Im Mülheimer Siemens-Werk sollen nach Angaben des Betriebsrats im Zuge der Stellenabbau-Pläne des Konzerns insgesamt rund 950 von 4.800 Stellen gestrichen werden. Mülheim dürfte nach Einschätzung aus Arbeitnehmerkreisen mit am stärksten von den Streichplänen betroffen sein. Die Pläne für weitere Standorte sollen in den kommenden Tagen folgen, die Sparte „Generatoren“ soll möglicherweise ganz in die USA ausgelagert werden. Die Siemens-Standorte in Erlangen und Nürnberg sind dagegen nach Angaben aus Betriebsratskreisen vom jüngsten Stellenabbau nicht so stark betroffen. In der dort ansässigen Sparte „Power and Gas“ soll es um weniger als 100 Stellen gehen, hieß es am Freitag.
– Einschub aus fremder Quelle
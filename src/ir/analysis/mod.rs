pub mod analysis_cache;
pub mod block_predecessors;
pub mod block_reachability;
pub mod effectful_instructions;
pub mod value_uses;

pub use analysis_cache::{AnalysisCache, ConstantAnalysis, FlowGraphAnalysis};
pub use block_predecessors::{BasicBlockPredecessors, PredecessorAnalysis};
pub use block_reachability::{BlockReachability, BlockReachabilityAnalysis};
pub use effectful_instructions::{EffectfulInstructionAnalysis, EffectfulInstructions};
pub use value_uses::{ValueUseAnalysis, ValueUses};

use std::sync::Arc;

/// The analyses every new flow graph starts with.
pub fn default_analyses() -> AnalysisCache {
    AnalysisCache::new()
        .with_analysis::<ValueUses>(Arc::new(ValueUseAnalysis))
        .with_analysis::<BasicBlockPredecessors>(Arc::new(PredecessorAnalysis))
        .with_analysis::<BlockReachability>(Arc::new(BlockReachabilityAnalysis))
        .with_analysis::<EffectfulInstructions>(Arc::new(EffectfulInstructionAnalysis))
}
Die Einschnitte sind heftig, sie schmerzen die betroffenen Beschäftigten. Doch das soll es nun gewesen sein – Joe Kaeser erklärt den Umbau bei Siemens für beendet. Dass tatsächlich alle Baustellen abgearbeitet wurden, ist möglich. Dass indes nicht bald neue Probleme auftauchen, darf füglich bezweifelt werden. Wer Siemens in den vergangenen Jahren und Jahrzehnten beobachtet hat, weiß: Wirklich abgeschlossen war der Umbau nie. Immer, wenn es gut lief, tauchten irgendwo in dem komplexen Konzern überraschend neue Baustellen auf. Kaesers Vorgänger Peter Löscher wähnte Siemens nach einem guten Geschäftsjahr einst in der „Champions League“. Umbauprogramme seien fortan nicht mehr notwendig. Danach gingen die Probleme erst so richtig los.
Ob Kaeser die perfekte Organisationsform gefunden hat und ihm die Sanierung der Problemsparten gelingt, werden erst die nächsten Jahre zeigen. Er hat dem Konzern mit dem größten Umbau seit 25 Jahren viel zugemutet. Die Organisation war zuletzt intensiv mit sich selbst beschäftigt. Die Neuorganisation verlief nicht ohne Reibungsverluste. Es ist wichtig, dass der Apparat jetzt zur Ruhe kommen und sich auf Innovation und Wachstum konzentrieren kann.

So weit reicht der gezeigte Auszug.